Two years ago work commenced to ensure crucial tests to ascertain the vessel will meet the speed and sea worthiness required in high seas. At the same time work was ongoing to put together the metal structure as from April 2019. Since then, the shipyard Cantiere Navale Vittoria – in the north of Italy – has utilised over 1,000 tons of steel and 60 tons of aluminium to form the hull structure for the AFM vessel. Stages of the work were supervised by AFM officials throughout as confirmed by Commander-in-Chief, Brigadier Jeffrey Curmi.
He explained there is commitment by the personnel who will be using the vessel and although this was constructed to specifications there were also various ancillary requirements requested by AFM who after all will be operating the vessel.
The patrol boat has five levels. At the underwater level there are two engines that will propel the boat. There are also two electric motors that may be used when the maximum speed is not required. The boat has no generators and an emergency generator that will generate on-board electricity. The prow of the boat has a plant for the treatment of affluence that will purify sea water into potable water, equipment to warm the water, a cold store and a facility to store foodstuffs.

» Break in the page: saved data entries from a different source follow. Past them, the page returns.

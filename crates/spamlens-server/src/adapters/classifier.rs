//! HTTP Classifier Implementation
//!
//! Calls the external classification service (`POST <base>/predict`) using reqwest.

use async_trait::async_trait;
use reqwest::Client;
use serde::{Deserialize, Serialize};
use std::time::Duration;

use spamlens::{ClassificationFailure, Classifier, Prediction};

/// HTTP implementation of Classifier
pub struct HttpClassifier {
    client: Client,
    base_url: String,
    timeout: Duration,
}

#[derive(Serialize)]
struct PredictRequest<'a> {
    text: &'a str,
}

/// Wire shape of `/predict`; every field is required
#[derive(Deserialize)]
struct PredictResponse {
    clean: String,
    label: i32,
    prob: f64,
    anomaly: bool,
}

impl HttpClassifier {
    pub fn new(base_url: &str, timeout: Duration) -> reqwest::Result<Self> {
        let client = Client::builder()
            .timeout(timeout)
            .user_agent(concat!("spamlens-server/", env!("CARGO_PKG_VERSION")))
            .build()?;

        Ok(Self {
            client,
            base_url: base_url.trim_end_matches('/').to_string(),
            timeout,
        })
    }

    pub fn base_url(&self) -> &str {
        &self.base_url
    }

    fn failure(&self, err: reqwest::Error) -> ClassificationFailure {
        if err.is_timeout() {
            ClassificationFailure::Timeout(self.timeout.as_millis() as u64)
        } else if err.is_decode() {
            ClassificationFailure::Malformed(err.to_string())
        } else {
            ClassificationFailure::Transport(err.to_string())
        }
    }
}

#[async_trait]
impl Classifier for HttpClassifier {
    async fn classify(&self, text: &str) -> Result<Prediction, ClassificationFailure> {
        let url = format!("{}/predict", self.base_url);

        let response = self
            .client
            .post(&url)
            .json(&PredictRequest { text })
            .send()
            .await
            .map_err(|e| self.failure(e))?;

        let status = response.status();
        if !status.is_success() {
            let body = response.text().await.unwrap_or_default();
            return Err(ClassificationFailure::Status {
                status: status.as_u16(),
                body,
            });
        }

        let payload: PredictResponse = response.json().await.map_err(|e| self.failure(e))?;

        Prediction::from_raw(payload.clean, payload.label, payload.prob, payload.anomaly)
    }

    async fn health(&self) -> bool {
        let url = format!("{}/", self.base_url);
        match self.client.get(&url).timeout(Duration::from_secs(5)).send().await {
            Ok(resp) => resp.status().is_success(),
            Err(_) => false,
        }
    }
}
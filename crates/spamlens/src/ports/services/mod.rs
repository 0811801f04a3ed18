//! Service Ports
//!
//! Interfaces for external services reached over the network.

mod classifier;

pub use classifier::*;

The boat has a double hull and contains fuel and water tanks. Besides the fuel needed to propel P71 there are stores for two other types of fuel in case this is needed for helicopters or to be used by other vessels.
At the second level, water level, in the stern there is space for a dinghy that will slide into the sea when needed, the control room for the engines, accommodation space for soldier personnel, small workshops for repairs needed at sea, and a gym.
A kitchen has been installed at the third level, with space for eating, accommodation, offices and an armoury.
The remaining two structures have been manufactured and by the middle of this month will be put in pace and will be wielded to the structure. The bed of the fourth level is devoted to the placement of a cannon. In the stern there is place for a helicopter or for the placing of vehicles and containers in cases of humanitarian rescues. On the side there is another dinghy. At the stern of the structure there is a garage, a helicopter control room and accommodation and facilities for officers, as well as a small medical centre.
The top deck is dominated by the Bridge for navigational purposes and as an operational centre.
The aim has been to provide a vessel with technological balance needed for a vessel such as this and thus a balance that can be maintained.
In the coming days completion will enter its final phases when the boat will be moored alongside a wharf and a boost will be given for the installation of needed on-board services as well as the placement of military equipment. With a length of 75 metres and a width of 13 metres, the P71 will be able to attain speeds above 20 knots per hour and provide for a crew of 40 personnel and an additional 20 military personnel from the Special Military Operations Unit if required.